As you will see most of my equipment is on wheels for mobility. I would love to have the luxury of a bigger shop (especially a separate room for finishing) and dedicated areas but for the time being I do the best I can in my timberframe shop that measures 16' x 24' and a story and a half high.

If you can piece it together from the pictures, when I get a commission I begin with milling once the wood has acclimated to the shop for a bit. When I mill lumber I move my tablesaw outfeed table over to my lathe, I then pull my planer out and do-see-doe it over to the tablesaw and hook up the dust collection. You'll notice that my jointer is on a wheeled platform that lifts it about 4" higher than the tablesaw side table so I have clearance for joining longer boards. My sliding chop saw is also on wheels and it is on a base I made with wings that once pulled out get lifted and supported with braces. The wings have slots where I connect stop blocks for repeatables. My 18" bandsaw is also on wheels and moves back and forth depending on the length of the piece being cut.
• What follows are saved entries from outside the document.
//! `taxitrips normalize` command implementation

use super::{report_row_stats, write_table};
use crate::config::Config;
use crate::error::{CliError, Result};
use std::path::Path;
use taxitrips_engine::pipeline::{self, VendorInput, PROGRESS_INTERVAL};
use taxitrips_engine::table::SourceStats;

/// Merge vendor exports into one normalized CSV
pub fn run(
    config: &Config,
    verifone: &[String],
    cmt: &[String],
    inputs: &[String],
    output: Option<&Path>,
) -> Result<()> {
    let schema = config.load_schema()?;
    let vendors = vendor_inputs(verifone, cmt, inputs)?;

    let stats = SourceStats::new();
    let options = config.transform_options(stats.clone());
    let table = pipeline::normalize(&schema, &vendors, &options)?.progress("normalize", PROGRESS_INTERVAL);

    let rows = write_table(&table, output)?;
    report_row_stats("normalize", rows, &stats);
    Ok(())
}

/// Collect vendor inputs from the dedicated flags and `VENDOR=GLOB` pairs.
pub fn vendor_inputs(verifone: &[String], cmt: &[String], inputs: &[String]) -> Result<Vec<VendorInput>> {
    let mut vendors = Vec::new();
    if !verifone.is_empty() {
        vendors.push(VendorInput::new("verifone", verifone.iter().cloned()));
    }
    if !cmt.is_empty() {
        vendors.push(VendorInput::new("cmt", cmt.iter().cloned()));
    }
    for spec in inputs {
        let (vendor, pattern) = spec
            .split_once('=')
            .filter(|(v, p)| !v.is_empty() && !p.is_empty())
            .ok_or_else(|| CliError::invalid_argument(format!("expected VENDOR=GLOB, got '{spec}'")))?;
        match vendors.iter_mut().find(|v| v.vendor == vendor) {
            Some(existing) => existing.patterns.push(pattern.to_string()),
            None => vendors.push(VendorInput::new(vendor, [pattern])),
        }
    }
    if vendors.is_empty() {
        return Err(CliError::invalid_argument(
            "no input files; pass --verifone, --cmt or --input VENDOR=GLOB",
        ));
    }
    Ok(vendors)
}

#[cfg(test)]
#[allow(clippy::unwrap_used, clippy::expect_used)]
mod tests {
    use super::*;

    fn strings(v: &[&str]) -> Vec<String> {
        v.iter().map(|s| s.to_string()).collect()
    }

    #[test]
    fn test_vendor_inputs_merge_flags() {
        let vendors = vendor_inputs(
            &strings(&["v/*.csv"]),
            &[],
            &strings(&["cmt=c/*.csv", "verifone=more/*.csv"]),
        )
        .unwrap();
        assert_eq!(
            vendors,
            [
                VendorInput::new("verifone", ["v/*.csv", "more/*.csv"]),
                VendorInput::new("cmt", ["c/*.csv"]),
            ]
        );
    }

    #[test]
    fn test_vendor_inputs_rejects_bad_pairs() {
        assert!(vendor_inputs(&[], &[], &strings(&["nopattern"])).is_err());
        assert!(vendor_inputs(&[], &[], &strings(&["=x"])).is_err());
        assert!(vendor_inputs(&[], &[], &[]).is_err());
    }
}
//! `taxitrips update-anon` and `taxitrips anonymize` command implementations

use super::{read_table, report_row_stats, write_table};
use crate::config::Config;
use crate::error::{CliError, Result};
use std::path::Path;
use taxitrips_engine::pipeline::{self, PROGRESS_INTERVAL};
use taxitrips_engine::sink::{with_store, SqliteStore};
use taxitrips_engine::table::SourceStats;

/// Register unseen raw values in every anonymization table
pub fn update(config: &Config, table: Option<&str>) -> Result<()> {
    let schema = config.load_schema()?;
    let trips_table = table.unwrap_or(&config.trips_table);

    let added = with_store(
        || SqliteStore::open(&config.database),
        |store| Ok::<_, CliError>(pipeline::update_anonymization(store, trips_table, &schema.anonymize)?),
    )?;

    for (ids_table, n) in added {
        println!("{ids_table}: {n} new ids");
    }
    Ok(())
}

/// Add anonymized id columns to a trips CSV
pub fn run(config: &Config, input: &Path, output: Option<&Path>) -> Result<()> {
    let schema = config.load_schema()?;
    let stats = SourceStats::new();
    let options = config.transform_options(stats.clone());
    let trips = read_table(input, stats.clone())?;

    // Mappings are loaded up front, so the store can close before writing
    let table = with_store(
        || SqliteStore::open(&config.database),
        |store| Ok::<_, CliError>(pipeline::anonymize(&trips, store, &schema.anonymize, &options)?),
    )?
    .progress("anonymize", PROGRESS_INTERVAL);

    let rows = write_table(&table, output)?;
    report_row_stats("anonymize", rows, &stats);
    Ok(())
}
Although a bit hard to see with so many offcuts covering it up presently, in the corner near the lathe is my router table that is also---wait for it---outfitted with wheels. When needed it gets pulled out and hooked up to dust collection. I know you're wondering what I do with all my spare room. Upstairs I have workable space under the peak where my classic delta floor model drillpress lives along with a spindle sander and an X/Y axis router table for cutting mortises. Closer to the eves the space is used for storage-you know, stuff I'll never use but can't throw away.

Although I started my woodworking career as a kid carrying my grandfather's carpentry tools back in New Hampshire, I took a detour through a Washington, D.C. law school and about eighteen years of matrimonial practice here in Philadelphia before returning about seven years ago to doing what I love. The business is certainly up and down, especially lately. But I am doing what I want to be doing with my life.